В тот век, когда итальянская историография обогатилась трудами Арнульфа и Ландульфа Миланских, Амата, Гауфрида Малатерры, Вильгельма Апулийского и Льва Марсикануса, одна из самых важных эпох в истории папства является для нас освещенной только благодаря сохранившимся по счастливой случайности многочисленным письмам Григория VII. Это знаменитое собрание, аналогичное сборнику писем Григория I, считается по справедливости вполне оригинальным произведением римской литературы XI века. По письмам Григория VII историк литературы может судить, какова была латынь римской церкви того времени; для историографа они представляют незаменимый материал, а биограф находит в них верное отражение великого, непреклонного холодного ума властителя, душу которого не смягчали дары ни одной из муз.

Полную противоположность Григорию представляет Петр Дамиани; но этот непервоклассный талант принадлежал Риму лишь отчасти. Мы уже говорили о деятельности Дамиани и неоднократно цитировали его произведения, в которых мистическое чувство сочеталось с благородным христианским духом. Культура XI века имела в лице Дамиани одного из своих представителей; его сочинения — гомилии, теологические и экзегетические трактаты, жития святых, похвальные слова монашеству, письма к современникам и поэтические произведения — свидетельствуют, что это был человек с основательным грамматическим и теологическим образованием, с жизнерадостным сердцем и мечтательным, но не философским умом.

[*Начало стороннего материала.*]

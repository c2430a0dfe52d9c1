use appointment_core::db::{open_db, open_db_in_memory};
use appointment_core::{
    Appointment, AppointmentId, AppointmentRepository, AppointmentStatus, InMemoryAppointmentRepository,
    NewAppointment, RepoError, ReminderRepository, ReminderTask, SqliteAppointmentRepository,
};
use chrono::{Duration, TimeZone, Utc};
use rusqlite::Connection;
use std::sync::Arc;
use std::thread;

fn appointment(name: &str) -> Appointment {
    Appointment::new(&NewAppointment {
        name: name.to_string(),
        phone: "+15550100".to_string(),
        date: "2030-01-15".to_string(),
        time: "14:30".to_string(),
        reason: "Checkup".to_string(),
    })
    .unwrap()
}

fn sqlite_repo() -> SqliteAppointmentRepository {
    SqliteAppointmentRepository::try_new(open_db_in_memory().unwrap()).unwrap()
}

fn assert_put_get_roundtrip(repo: &impl AppointmentRepository) {
    let stored = appointment("Ana");
    repo.put(&stored).unwrap();

    let loaded = repo.get(stored.id).unwrap();
    assert_eq!(loaded, stored);
    assert_eq!(loaded.status, AppointmentStatus::Scheduled);
}

fn assert_get_unknown_is_not_found(repo: &impl AppointmentRepository) {
    let id = AppointmentId::new_v4();
    assert!(matches!(repo.get(id), Err(RepoError::NotFound(missing)) if missing == id));
    assert!(matches!(
        repo.update_status(id, AppointmentStatus::Canceled),
        Err(RepoError::NotFound(_))
    ));
}

fn assert_put_overwrites_in_place(repo: &impl AppointmentRepository) {
    let first = appointment("First");
    let mut second = appointment("Second");
    repo.put(&first).unwrap();
    repo.put(&second).unwrap();

    second.reason = "Follow-up".to_string();
    repo.put(&second).unwrap();

    let listed = repo.list().unwrap();
    assert_eq!(listed.len(), 2);
    assert_eq!(listed[0].id, first.id);
    assert_eq!(listed[1].id, second.id);
    assert_eq!(listed[1].reason, "Follow-up");
}

fn assert_update_status_enforces_transitions(repo: &impl AppointmentRepository) {
    let stored = appointment("Ana");
    repo.put(&stored).unwrap();

    let updated = repo
        .update_status(stored.id, AppointmentStatus::Canceled)
        .unwrap();
    assert_eq!(updated.status, AppointmentStatus::Canceled);
    assert_eq!(updated.name, stored.name);
    assert_eq!(updated.date, stored.date);

    let err = repo
        .update_status(stored.id, AppointmentStatus::Canceled)
        .unwrap_err();
    assert!(matches!(
        err,
        RepoError::InvalidTransition {
            from: AppointmentStatus::Canceled,
            to: AppointmentStatus::Canceled,
            ..
        }
    ));
    assert!(!err.is_storage_failure());

    let err = repo
        .update_status(stored.id, AppointmentStatus::Scheduled)
        .unwrap_err();
    assert!(matches!(err, RepoError::InvalidTransition { .. }));
    assert_eq!(repo.get(stored.id).unwrap().status, AppointmentStatus::Canceled);
}

fn assert_put_rejects_blank_name(repo: &impl AppointmentRepository) {
    let mut stored = appointment("Ana");
    stored.name = "  ".to_string();
    assert!(matches!(repo.put(&stored), Err(RepoError::Validation(_))));
    assert!(repo.list().unwrap().is_empty());
}

fn assert_reminder_queue_contract<R>(repo: &R)
where
    R: AppointmentRepository + ReminderRepository,
{
    let early = appointment("Early");
    let late = appointment("Late");
    repo.put(&early).unwrap();
    repo.put(&late).unwrap();

    let base = Utc.with_ymd_and_hms(2030, 1, 15, 13, 30, 0).unwrap();
    let late_task = ReminderTask {
        appointment_id: late.id,
        recipient: late.phone.clone(),
        requester_name: late.name.clone(),
        fire_at: base + Duration::hours(2),
    };
    let early_task = ReminderTask {
        appointment_id: early.id,
        recipient: early.phone.clone(),
        requester_name: early.name.clone(),
        fire_at: base,
    };
    repo.save_reminder(&late_task).unwrap();
    repo.save_reminder(&early_task).unwrap();
    assert_eq!(repo.list_reminders().unwrap(), vec![early_task.clone(), late_task]);

    let moved = ReminderTask {
        fire_at: base + Duration::hours(3),
        ..early_task
    };
    repo.save_reminder(&moved).unwrap();
    let queued = repo.list_reminders().unwrap();
    assert_eq!(queued.len(), 2);
    assert_eq!(queued[1], moved);

    assert!(repo.delete_reminder(early.id).unwrap());
    assert!(!repo.delete_reminder(early.id).unwrap());
    assert_eq!(repo.list_reminders().unwrap().len(), 1);

    let orphan = ReminderTask {
        appointment_id: AppointmentId::new_v4(),
        recipient: "+15550199".to_string(),
        requester_name: "Nobody".to_string(),
        fire_at: base,
    };
    assert!(matches!(
        repo.save_reminder(&orphan),
        Err(RepoError::NotFound(_))
    ));
}

#[test]
fn sqlite_store_contract() {
    assert_put_get_roundtrip(&sqlite_repo());
    assert_get_unknown_is_not_found(&sqlite_repo());
    assert_put_overwrites_in_place(&sqlite_repo());
    assert_update_status_enforces_transitions(&sqlite_repo());
    assert_put_rejects_blank_name(&sqlite_repo());
    assert_reminder_queue_contract(&sqlite_repo());
}

#[test]
fn memory_store_contract() {
    assert_put_get_roundtrip(&InMemoryAppointmentRepository::new());
    assert_get_unknown_is_not_found(&InMemoryAppointmentRepository::new());
    assert_put_overwrites_in_place(&InMemoryAppointmentRepository::new());
    assert_update_status_enforces_transitions(&InMemoryAppointmentRepository::new());
    assert_put_rejects_blank_name(&InMemoryAppointmentRepository::new());
    assert_reminder_queue_contract(&InMemoryAppointmentRepository::new());
}

#[test]
fn sqlite_store_survives_reopen() {
    let dir = tempfile::tempdir().unwrap();
    let path = dir.path().join("appointments.db");
    let stored = appointment("Ana");

    {
        let repo = SqliteAppointmentRepository::try_new(open_db(&path).unwrap()).unwrap();
        repo.put(&stored).unwrap();
        repo.update_status(stored.id, AppointmentStatus::Canceled)
            .unwrap();
    }

    let repo = SqliteAppointmentRepository::try_new(open_db(&path).unwrap()).unwrap();
    let loaded = repo.get(stored.id).unwrap();
    assert_eq!(loaded.status, AppointmentStatus::Canceled);
    assert_eq!(loaded.phone, stored.phone);
}

#[test]
fn try_new_rejects_unmigrated_connection() {
    let conn = Connection::open_in_memory().unwrap();
    let err = SqliteAppointmentRepository::try_new(conn)
        .err()
        .expect("unmigrated connection must be rejected");
    assert!(matches!(
        err,
        RepoError::UninitializedConnection {
            actual_version: 0,
            ..
        }
    ));
    assert!(err.is_storage_failure());
}

fn assert_single_winner<R>(repo: Arc<R>)
where
    R: AppointmentRepository + 'static,
{
    let stored = appointment("Ana");
    repo.put(&stored).unwrap();

    let handles: Vec<_> = (0..8)
        .map(|_| {
            let repo = Arc::clone(&repo);
            thread::spawn(move || repo.update_status(stored.id, AppointmentStatus::Canceled))
        })
        .collect();

    let results: Vec<_> = handles
        .into_iter()
        .map(|handle| handle.join().unwrap())
        .collect();
    assert_eq!(results.iter().filter(|result| result.is_ok()).count(), 1);
    assert!(results.iter().all(|result| match result {
        Ok(_) => true,
        Err(err) => matches!(err, RepoError::InvalidTransition { .. }),
    }));
}

#[test]
fn concurrent_status_updates_have_single_winner() {
    assert_single_winner(Arc::new(sqlite_repo()));
    assert_single_winner(Arc::new(InMemoryAppointmentRepository::new()));
}

#[test]
fn separate_connections_to_one_file_have_single_winner() {
    let dir = tempfile::tempdir().unwrap();
    let path = dir.path().join("shared.db");
    let stored = appointment("Ana");
    SqliteAppointmentRepository::try_new(open_db(&path).unwrap())
        .unwrap()
        .put(&stored)
        .unwrap();

    let handles: Vec<_> = (0..4)
        .map(|_| {
            let path = path.clone();
            thread::spawn(move || {
                let repo = SqliteAppointmentRepository::try_new(open_db(&path).unwrap()).unwrap();
                repo.update_status(stored.id, AppointmentStatus::Canceled)
            })
        })
        .collect();

    let winners = handles
        .into_iter()
        .map(|handle| handle.join().unwrap())
        .filter(|result| result.is_ok())
        .count();
    assert_eq!(winners, 1);
}
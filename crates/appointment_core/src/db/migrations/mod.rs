//! Schema migrations for the appointment store.
//!
//! # Invariants
//! - `version` values are strictly increasing.
//! - The applied version is mirrored to `PRAGMA user_version`.
//! - All pending migrations commit in one transaction or not at all.

use crate::db::{DbError, DbResult};
use log::info;
use rusqlite::Connection;

#[derive(Debug, Clone, Copy)]
struct Migration {
    version: u32,
    name: &'static str,
    sql: &'static str,
}

const MIGRATIONS: &[Migration] = &[
    Migration {
        version: 1,
        name: "appointments",
        sql: include_str!("0001_appointments.sql"),
    },
    Migration {
        version: 2,
        name: "reminders",
        sql: include_str!("0002_reminders.sql"),
    },
];

/// Returns the latest schema version known by this binary.
pub fn latest_version() -> u32 {
    MIGRATIONS.last().map_or(0, |migration| migration.version)
}

/// Brings `conn` up to [`latest_version`].
///
/// # Errors
/// - `SchemaFromNewerBinary` when the file was written by a newer binary.
/// - `Sqlite` when a migration statement fails; nothing is committed then.
pub fn apply_migrations(conn: &mut Connection) -> DbResult<()> {
    let from_version = schema_version(conn)?;
    let latest = latest_version();

    if from_version > latest {
        return Err(DbError::SchemaFromNewerBinary {
            found: from_version,
            supported: latest,
        });
    }
    if from_version == latest {
        return Ok(());
    }

    let tx = conn.transaction()?;
    for migration in MIGRATIONS.iter().filter(|m| m.version > from_version) {
        tx.execute_batch(migration.sql)?;
        tx.pragma_update(None, "user_version", migration.version)?;
        info!(
            "event=db_migrate module=db status=applied version={} name={}",
            migration.version, migration.name
        );
    }
    tx.commit()?;

    Ok(())
}

/// Reads `PRAGMA user_version`.
pub fn schema_version(conn: &Connection) -> DbResult<u32> {
    let version = conn.query_row("PRAGMA user_version;", [], |row| row.get::<_, u32>(0))?;
    Ok(version)
}

#[cfg(test)]
mod tests {
    use super::MIGRATIONS;

    #[test]
    fn versions_are_strictly_increasing_from_one() {
        let mut expected = 1;
        for migration in MIGRATIONS {
            assert_eq!(migration.version, expected, "gap before {}", migration.name);
            expected += 1;
        }
    }
}
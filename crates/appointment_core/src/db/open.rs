//! Connection bootstrap utilities for SQLite.
//!
//! # Invariants
//! - Returned connections have `foreign_keys=ON` and a 5s busy timeout.
//! - File connections run in WAL mode so CLI invocations and a running
//!   reminder daemon can share one database file.
//! - Returned connections have migrations fully applied.

use super::migrations::apply_migrations;
use super::{DbError, DbResult};
use log::{error, info};
use rusqlite::Connection;
use std::path::Path;
use std::time::{Duration, Instant};

const BUSY_TIMEOUT: Duration = Duration::from_secs(5);

#[derive(Debug, Clone, Copy, PartialEq, Eq)]
enum OpenMode {
    File,
    Memory,
}

impl OpenMode {
    fn as_str(self) -> &'static str {
        match self {
            Self::File => "file",
            Self::Memory => "memory",
        }
    }
}

/// Opens (or creates) a SQLite database file and applies pending migrations.
///
/// Missing parent directories are created.
///
/// # Side effects
/// - Emits `db_open` logging events with duration and status.
pub fn open_db(path: impl AsRef<Path>) -> DbResult<Connection> {
    let path = path.as_ref();
    open_with(OpenMode::File, || {
        if let Some(parent) = path.parent().filter(|p| !p.as_os_str().is_empty()) {
            std::fs::create_dir_all(parent).map_err(|source| DbError::CreateDir {
                path: parent.to_path_buf(),
                source,
            })?;
        }
        Ok(Connection::open(path)?)
    })
}

/// Opens an in-memory SQLite database and applies all migrations.
pub fn open_db_in_memory() -> DbResult<Connection> {
    open_with(OpenMode::Memory, || Ok(Connection::open_in_memory()?))
}

fn open_with(
    mode: OpenMode,
    connect: impl FnOnce() -> DbResult<Connection>,
) -> DbResult<Connection> {
    let started_at = Instant::now();
    info!("event=db_open module=db status=start mode={}", mode.as_str());

    let mut conn = connect().map_err(|err| {
        error!(
            "event=db_open module=db status=error mode={} duration_ms={} error_code=db_open_failed error={}",
            mode.as_str(),
            started_at.elapsed().as_millis(),
            err
        );
        err
    })?;

    match bootstrap_connection(&mut conn, mode) {
        Ok(()) => {
            info!(
                "event=db_open module=db status=ok mode={} duration_ms={}",
                mode.as_str(),
                started_at.elapsed().as_millis()
            );
            Ok(conn)
        }
        Err(err) => {
            error!(
                "event=db_open module=db status=error mode={} duration_ms={} error_code=db_bootstrap_failed error={}",
                mode.as_str(),
                started_at.elapsed().as_millis(),
                err
            );
            Err(err)
        }
    }
}

fn bootstrap_connection(conn: &mut Connection, mode: OpenMode) -> DbResult<()> {
    conn.execute_batch("PRAGMA foreign_keys = ON;")?;
    conn.busy_timeout(BUSY_TIMEOUT)?;
    if mode == OpenMode::File {
        // journal_mode returns the resulting mode as a row.
        let _journal_mode: String =
            conn.query_row("PRAGMA journal_mode = WAL;", [], |row| row.get(0))?;
    }
    apply_migrations(conn)?;
    Ok(())
}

Чтобы исчерпать скудную римскую литературу того времени, нам остается еще упомянуть только о Боницо, епископе Сутрийском (1075 г.). Постигшая Боницо судьба достоверно неизвестна; как один из самых ревностных приверженцев Григория, он был преследуем Генрихом и затем, по-видимому, убит его сторонниками. Заслуга Боницо заключается в том, что он написал историю папства своего времени. В своем главном труде «О преследовании церкви» Боницо дает неудовлетворительный очерк истории церкви до Генриха II и затем подробно излагает события включительно до смерти Григория VII. Изложение у Боницо ясно и чуждо фанатизма; но фактические данные нередко ошибочны и искажены; однако произведения Боницо, не свободные так же от тенденции, являются первой попыткой изложить историю папства. Сообщаемые Боницо сведения были затем воспроизводимы во многих других сборниках жизнеописаний пап и в хрониках. Ансельм, учений епископ луккский и духовник Матильды, точно так же не принадлежал Риму, интересы которого он отстаивал со всей ревностью. Вообще великая борьба за реформу внесла в германскую и итальянскую литературу сильное, долго длившееся оживление. В наши дни, когда папство, просуществовав почти восемь столетий, было вовлечено переворотом 1859 г. в смертельную борьбу с самим итальянским народом, мы наблюдаем возникновение подобной же литературы, напоминающей нам во многих отношениях эпоху борьбы за инвенституру. Но и теперь в этом потоке литературных произведений, полемизирующих по вопросам о единстве Италии и о светской власти папы (dominium temporale), город Рим принимает все так же мало участия, как и прежде.